My dear lovelies,
I can't even begin to apologize for being away far too long from blogging. So much have happened in the last couple of months that I've been having difficulties trying to put everything down into words. I kept coming here to start writing, but failed at every attempt. The truth is, something happened that suddenly put a halt to my life altogether. My father had a heart attack and had to be hospitalized.
Yes. I know too well about the pain of losing the one you love, even more the pain of overcoming the loss. I must say that even the thought of it could leave my heart broken into little pieces, which was exactly how it was when my father was ill. I just kept thinking, what if?, what would I do then? Of course, all I could do was pray, be there for him and hoped that everything would be all right at the end.
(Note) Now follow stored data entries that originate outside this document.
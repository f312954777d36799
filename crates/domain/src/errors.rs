use thiserror::Error;
use uuid::Uuid;

use crate::lifecycle::{LifecycleEvent, OrderStatus};
use crate::money::{Quantity, Rate};

/// Every way an order operation can be refused. None of these are transient,
/// so callers should not retry them.
#[derive(Debug, Clone, PartialEq, Error)]
pub enum OrderError {
    #[error("Invalid line item for product {product_id}: {reason}")]
    InvalidLineItem { product_id: Uuid, reason: String },

    #[error("Order must have at least one item")]
    EmptyOrder,

    #[error("Insufficient stock for product {product_id}: requested {requested}, available {available}")]
    InsufficientStock {
        product_id: Uuid,
        requested: Quantity,
        available: Quantity,
    },

    #[error("Product not found: {0}")]
    ProductNotFound(Uuid),

    #[error("Coupon not found: {0}")]
    CouponNotFound(String),

    #[error("Coupon {0} belongs to another customer")]
    CouponNotOwned(String),

    #[error("Coupon {0} has already been used")]
    CouponAlreadyUsed(String),

    #[error("Coupon {0} has expired")]
    CouponExpired(String),

    #[error("Illegal transition: event '{event}' not allowed in status '{current}'")]
    IllegalTransition {
        current: OrderStatus,
        event: LifecycleEvent,
    },

    #[error("Order items are frozen after finalization")]
    ItemsFrozen,

    #[error("Order has not been finalized")]
    OrderNotFinalized,

    #[error("Order is {current}, only delivered orders can be rated")]
    NotDelivered { current: OrderStatus },

    #[error("Carrier {0} has no capacity for another order")]
    CarrierUnavailable(Uuid),

    #[error("Actor {actor_id} may not {action}")]
    Forbidden { actor_id: Uuid, action: &'static str },

    #[error("Rating score must be between 1 and 5, got {0}")]
    InvalidRating(u8),

    #[error("Order {0} has already been rated")]
    AlreadyRated(Uuid),

    #[error("Loyalty rate must be in [0, 100), got {0}")]
    InvalidLoyaltyRate(Rate),

    #[error("Validation error: {0}")]
    Validation(String),
}

impl OrderError {
    /// Short stable label, used for metrics and log fields.
    pub fn kind(&self) -> &'static str {
        match self {
            OrderError::InvalidLineItem { .. } => "invalid_line_item",
            OrderError::EmptyOrder => "empty_order",
            OrderError::InsufficientStock { .. } => "insufficient_stock",
            OrderError::ProductNotFound(_) => "product_not_found",
            OrderError::CouponNotFound(_) => "coupon_not_found",
            OrderError::CouponNotOwned(_) => "coupon_not_owned",
            OrderError::CouponAlreadyUsed(_) => "coupon_already_used",
            OrderError::CouponExpired(_) => "coupon_expired",
            OrderError::IllegalTransition { .. } => "illegal_transition",
            OrderError::ItemsFrozen => "items_frozen",
            OrderError::OrderNotFinalized => "order_not_finalized",
            OrderError::NotDelivered { .. } => "not_delivered",
            OrderError::CarrierUnavailable(_) => "carrier_unavailable",
            OrderError::Forbidden { .. } => "forbidden",
            OrderError::InvalidRating(_) => "invalid_rating",
            OrderError::AlreadyRated(_) => "already_rated",
            OrderError::InvalidLoyaltyRate(_) => "invalid_loyalty_rate",
            OrderError::Validation(_) => "validation",
        }
    }
}

impl From<validator::ValidationErrors> for OrderError {
    fn from(errors: validator::ValidationErrors) -> Self {
        OrderError::Validation(errors.to_string())
    }
}
pub mod order;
I spent most of my time visiting him, and when I came home, I worked like a zombie, trying to put aside all the worries and horrible thoughts that occupied my head. My work is the only remedy I know for troubled times. In the past, I have tried turning my back on ugly situations and pretended that my heart would be better off if my head would try to rationalize things. But the truth is, I'm not that type of person. I can't suppress my emotions and block them with logic. Instead, I embrace everything, breathe them in and let them live in me. Dangerous, I know, but it's the only way I know of enduring.
I'm just relieved and glad that my father survived the storm. The experience left my heart bleeding, but the wound will make me stronger and braver at the end. Eventually.